〜溶かしたいもの〜 全14P
「なあ、ほんとに清水は食わねぇのか?もう無くなっちまうぞ?」
「へっ!?何、もうそんなに食べたのかよ!?」
「そんなにったってよぉ……元々7、8個しか入ってなかったじゃんか?こんなの、下手すりゃ一気にだって食えたぜ?」
あたしに向けて、箱の中身を見せながらそう言った本田。
けど、その中身を見たあたしは苦笑する。
「あのなあ……もう最後の一個じゃん?ほんとに、それをあたしが食べちゃってもいいのかよ?」
「そりゃまぁ……これがどんな味だか、気にはなるよなぁ……」
食い意地の張ってるこいつが、ラスト一個をあたしにくれるわけなんかないじゃん?と、思って言ったその言葉。
その予想通りに、本田は長方形の形をした最後のチョコを手に取って自分の口元に運ぶ。
だよなぁ?そりゃ自分で食べるに決まってる……と、納得してそれを見ていたあたし。
カシッ……!
ところが……今までのように丸々一個を口の中に放り込むのだとばかり思った本田が、チョコを半分だけかじったのだ……。
「ほら、これで俺も全種類食べた事にはなったしな?だから、お前も食ってみろって!」
顔の目の前に突き出された、ほぼ正方形に変わったチョコレート……本田のかじった跡付き……。
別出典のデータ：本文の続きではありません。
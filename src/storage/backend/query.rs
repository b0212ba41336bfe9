//! Query operations for SeaOrmStorage
//!
//! This module contains all read-only database operations.

use sea_orm::{ColumnTrait, EntityTrait, PaginatorTrait, QueryFilter, QueryOrder};
use tracing::trace;

use super::converters::model_to_link;
use super::{SeaOrmStorage, retry};
use crate::errors::Result;
use crate::storage::ShortLink;

use migration::entities::link;

impl SeaOrmStorage {
    /// 按 alias 查找
    pub async fn get_by_alias(&self, alias: &str) -> Result<Option<ShortLink>> {
        let db = &self.db;

        let model = retry::with_retry(
            &format!("get_by_alias({})", alias),
            self.retry_config,
            || async {
                link::Entity::find()
                    .filter(link::Column::Alias.eq(alias))
                    .one(db)
                    .await
            },
        )
        .await?;

        trace!("Lookup alias '{}': found={}", alias, model.is_some());
        Ok(model.map(model_to_link))
    }

    /// 列出某用户的全部链接，按创建时间倒序
    pub async fn list_by_owner(&self, owner_id: &str) -> Result<Vec<ShortLink>> {
        let db = &self.db;

        let models = retry::with_retry("list_by_owner", self.retry_config, || async {
            link::Entity::find()
                .filter(link::Column::OwnerId.eq(owner_id))
                .order_by_desc(link::Column::CreatedAt)
                .order_by_desc(link::Column::Id)
                .all(db)
                .await
        })
        .await?;

        Ok(models.into_iter().map(model_to_link).collect())
    }

    /// 链接总数
    pub async fn count(&self) -> Result<u64> {
        Ok(link::Entity::find().count(&self.db).await?)
    }

    /// 连通性检查
    pub async fn ping(&self) -> Result<()> {
        Ok(self.db.ping().await?)
    }
}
それをさらに口元まで近づけられ、条件反射のようにあたしは口を開いた。
本田の指でポイッと投げ込まれたチョコレートは、とろけるように甘くて柔らかい……。
噛む事などしなくても、あたしが食べてしまった事への仁見さんへの罪悪感と一緒にゆっくりと溶けていった……。
「なっ!なっ!?すげぇ美味いだろ?」
そして……あたしとは違い、罪悪感など微塵も持たないヤツが、少しも曇りの無い笑顔を向ける。
きっとこいつは、自分が美味しいと思った物をあたしにもそう思ってもらいたいだけなんだな。
「うん、凄く美味しかった」
正直な感想を述べたあたしに、あいつは「だろ?」と、はっきり顔に書いてある得意気な笑顔を返した。
全くさぁ……1人の女子が、本田の為に一生懸命作ったチョコを、まるで自分が作ったもののように嬉しそうに振る舞ってどうすんだよ……!
ほんとこいつは恋愛に関しては、とことんガキ……いや、まだ赤ん坊のレベルだな?
こいつの心の中の≪恋愛を司る場所の扉≫は、確実に固まったままなのがあたしの中で確定した。
「ちょっと待ってろよな?」
そう言ってあたしは立ち上がり、ソファーに座ったまま今度はお菓子に手を付け始めていた本田を残して二階へと向かう。
湿布は貼ったけど、まださすがに痛みを感じる足をかばいながら、どうにか階段を上がって入った自室。
そして……ここ何日も眺め続けた箱を、手に取った………。